Почему он выжил? Вернее так: для чего? Вся штука в том, что в принципе Махно был обречен на гибель, на смерть – от пули, от подосланного убийцы, от болезни. Все это было в его биографии. Но История его сохранила. Он один среди предводителей крупных антибольшевистских мятежей остался в живых. Что хотела сказать беспощадная насмешница История, возвращая изорванного тифом батьку на сцену Гражданской войны? Почему не дала ему тихо умереть на хуторе Белом, а вновь выволокла из-за кулис и вывалила на сцену, на арену, как умирающего гладиатора? Как римский центурион, знающий толк в военном деле, хладнокровно следит она за боем и, лишь когда трупы убитых замирают на арене и последний оставшийся в живых раб, израненный и забрызганный кровью, невидящими глазами обводит амфитеатр, чтобы узнать приговор поверженному врагу, она произносит: «Кто бы он ни был – добей его!» История не знает жалости. Гражданская война, начинаясь как драматическая битва за правое дело (всеми без исключения сторонами), доводит сражающихся до таких пределов жестокости, предательства и опустошения, что, возможно, и прекращается потому лишь, что долгое существование в поле раскаленной ненависти невозможно для человека. Но именно туда, в полымя ненависти и гибели, готовилась вернуть История выздоравливающего Махно. Еще должен был состояться последний бой. Лишь после него энергия войны иссякает, как энергия вулканического извержения, и на конусе огнедышащего вулкана вновь вырастают кустарники и травы.

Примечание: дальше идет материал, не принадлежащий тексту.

//! Plain-text bar chart writer.

use std::fs::File;
use std::io::Write;

use crate::analyzer::Analysis;
use crate::error::Result;

use super::{Chart, ChartRow, hourly_rows, weekday_rows};

/// Width of the longest bar, in characters.
const MAX_BAR_WIDTH: u64 = 40;
const BAR: char = '█';

/// Writes both charts to a text file.
pub fn write_text(analysis: &Analysis, output_path: &str) -> Result<()> {
    let mut file = File::create(output_path)?;
    file.write_all(to_text(analysis).as_bytes())?;
    Ok(())
}

/// Renders both charts as horizontal bar charts.
///
/// # Format
/// ```text
/// Messages by hour of day (01/03/23 to 05/03/23)
/// 00 |                                          0
/// 09 |████████████████████████████████████████  4
/// ```
pub fn to_text(analysis: &Analysis) -> String {
    let mut out = String::new();
    render_chart(
        &mut out,
        Chart::Hourly,
        &analysis.range.to_string(),
        &hourly_rows(&analysis.stats.hourly),
    );
    out.push('\n');
    render_chart(
        &mut out,
        Chart::Weekday,
        &analysis.range.to_string(),
        &weekday_rows(&analysis.stats.weekday),
    );
    out
}

fn render_chart(out: &mut String, chart: Chart, period: &str, rows: &[ChartRow]) {
    let max = rows.iter().map(|r| r.count).max().unwrap_or(0);
    let label_width = rows.iter().map(|r| r.label.chars().count()).max().unwrap_or(0);

    out.push_str(&format!("{} ({})\n", chart.title(), period));
    for row in rows {
        let width = bar_width(row.count, max);
        let bar: String = std::iter::repeat_n(BAR, width).collect();
        out.push_str(&format!(
            "{:<label_width$} |{:<bar_width$} {}\n",
            row.label,
            bar,
            row.count,
            bar_width = MAX_BAR_WIDTH as usize,
        ));
    }
}

/// Bar length scaled to the busiest bucket; any non-zero count gets at least one block.
fn bar_width(count: u64, max: u64) -> usize {
    if count == 0 || max == 0 {
        return 0;
    }
    ((count * MAX_BAR_WIDTH).div_ceil(max)) as usize
}
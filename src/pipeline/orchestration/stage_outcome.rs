use crate::error::AppError;

/// Result of one pipeline stage. `Degraded` carries the value the pipeline
/// continues with in place of the real output.
#[derive(Debug)]
pub enum StageOutcome<T> {
    Ok(T),
    Degraded { value: T, reason: String },
    Fatal(AppError),
}

impl<T> StageOutcome<T> {
    pub fn degraded(value: T, reason: impl Into<String>) -> Self {
        StageOutcome::Degraded {
            value,
            reason: reason.into(),
        }
    }

    pub fn is_degraded(&self) -> bool {
        matches!(self, StageOutcome::Degraded { .. })
    }

    /// The value to continue with, degraded or not.
    pub fn into_result(self) -> Result<T, AppError> {
        match self {
            StageOutcome::Ok(t) => Ok(t),
            StageOutcome::Degraded { value, .. } => Ok(value),
            StageOutcome::Fatal(e) => Err(e),
        }
    }

    pub fn unwrap_or_default(self) -> T
    where
        T: Default,
    {
        match self {
            StageOutcome::Ok(t) => t,
            StageOutcome::Degraded { value, .. } => value,
            StageOutcome::Fatal(_) => T::default(),
        }
    }
}

#[cfg(test)]
mod tests {
    use super::*;

    #[test]
    fn degraded_value_is_still_usable() {
        let outcome = StageOutcome::degraded(String::from("sentinel"), "provider down");
        assert!(outcome.is_degraded());
        assert_eq!(outcome.into_result().unwrap(), "sentinel");
    }

    #[test]
    fn fatal_falls_back_to_default() {
        let fatal: StageOutcome<Vec<u8>> =
            StageOutcome::Fatal(AppError::InvalidArgument("bad".into()));
        assert!(fatal.unwrap_or_default().is_empty());

        let degraded = StageOutcome::degraded(vec![1u8], "partial");
        assert_eq!(degraded.unwrap_or_default(), vec![1]);
    }
}
use super::{ProviderKind, ProviderStrategy};
use crate::error::GatewayError;
use crate::network::request::ModelRequest;
use serde_json::{json, Value};

/// Chat-completions envelope: flat message list, image as a `data:` URL part.
pub struct OpenAiProvider;

impl ProviderStrategy for OpenAiProvider {
    fn kind(&self) -> ProviderKind {
        ProviderKind::OpenAi
    }

    fn default_endpoint(&self) -> &'static str {
        "https://api.openai.com/v1/chat/completions"
    }

    fn auth_headers(&self, token: &str) -> Vec<(&'static str, String)> {
        vec![("Authorization", format!("Bearer {token}"))]
    }

    fn build_request(&self, model: &str, request: &ModelRequest) -> Value {
        let mut messages = Vec::new();
        if let Some(system) = &request.system_prompt {
            messages.push(json!({ "role": "system", "content": system }));
        }

        let user_content = match &request.image {
            Some(image) => json!([
                { "type": "text", "text": request.user_prompt },
                { "type": "image_url", "image_url": { "url": image.data_url() } }
            ]),
            None => Value::String(request.user_prompt.clone()),
        };
        messages.push(json!({ "role": "user", "content": user_content }));

        let mut body = json!({
            "model": model,
            "messages": messages,
            "temperature": request.temperature,
            "max_tokens": request.max_output_tokens,
        });

        if request.want_json {
            body["response_format"] = json!({ "type": "json_object" });
        }

        body
    }

    fn parse_response(&self, body: &Value) -> Result<String, GatewayError> {
        body["choices"][0]["message"]["content"]
            .as_str()
            .map(str::to_string)
            .ok_or_else(|| {
                GatewayError::MalformedResponse("no choices[0].message.content in response".into())
            })
    }
}
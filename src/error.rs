use thiserror::Error;

// Main Application Error Type

#[derive(Error, Debug)]
pub enum AppError {
    #[error("Prompt synthesis failed: {0}")]
    Synthesis(#[source] GatewayError),
    #[error("Invalid argument: {0}")]
    InvalidArgument(String),
    #[error("Configuration Error: {0}")]
    Configuration(#[from] ::config::ConfigError),
    #[error("Image Error: {0}")]
    Image(#[from] image::ImageError),
    #[error("I/O Error: {0}")]
    Io(#[from] std::io::Error),
    #[error("Serialization Error: {0}")]
    Serialization(#[from] serde_json::Error),
}

// Model Gateway Error Type
#[derive(Error, Debug)]
pub enum GatewayError {
    #[error("No credential configured for provider '{provider}'")]
    Authentication { provider: String },
    #[error("Provider returned status {status_code}: {body}")]
    Provider { status_code: u16, body: String },
    #[error("Failed to reach provider: {0}")]
    Transport(#[from] reqwest::Error),
    #[error("Malformed provider response: {0}")]
    MalformedResponse(String),
    #[error("Model call exceeded its deadline")]
    Timeout,
}

impl GatewayError {
    pub fn is_authentication(&self) -> bool {
        matches!(self, GatewayError::Authentication { .. })
    }
}
pub mod capture;

pub use capture::{MediaType, ScreenCapture};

Для этого нужно только время. Мне врезалась в память одна фотография 1921 года: на фоне обуглившихся остатков дома – крестьянская семья. На первом плане, почти во всю длину снимка, распростерто тело умирающего или уже мертвого мужика в холщовых штанах и рубахе. Голые ноги и кисти больших рук его неимоверно худы, лицо бескровно и сурово, как иконописный лик псковского письма. Глаза закрыты. Над ним жена и дети – в позах, выражающих полное отчаяние.
Это и есть конец Гражданской войны. Конец всех иллюзий, конец веры во все слова, во все лозунги, конец любви, семьи, быта, крова – и конец ненависти, ибо ненависть больше ни к чему, ничего ею нельзя поправить. Двадцатый год еще не истощил до конца великую страну. В ней еще жила страсть – колючий, неистовый, разрушающий дух борьбы каждого за свое право.
Когда-то, задолго до революции, Кропоткин в книге «Идеалы и действительность в русской литературе» пытался осмыслить загадку истории, над которой размышлял и Толстой – устами своего любимого героя, Платона Каратаева. Кропоткин пишет: «Он (Каратаев) прекрасно знает, что бывают такие естественные несчастья, которые… являются неизбежными последствиями гораздо более великого события, т. е. вооруженного столкновения народов, которое, раз начавшись, должно развиваться со всеми возмутительными и вместе с тем совершенно неизбежными своими последствиями» (39, 420). В 1920-м клубок возмутительных и неизбежных последствий 1917-го еще не размотался до конца: процессы, которые в обычное время занимали бы десятилетия, в спрессованном времени революции шли с колоссальными, брызжущими кровью перегрузками. Что же происходило?
Чтобы понять, почувствовать этот неуловимый, ускользающий, промежуточный год, когда смыслы прошлого почти уже иссякли, а смыслы будущего еще не набрали силы, можно попробовать рассечь его в нескольких плоскостях и, вглядываясь в рисунки тонких срезов времени, попытаться различить какие-то важные его черты в сопоставлении событий или в перипетиях отдельных человеческих судеб.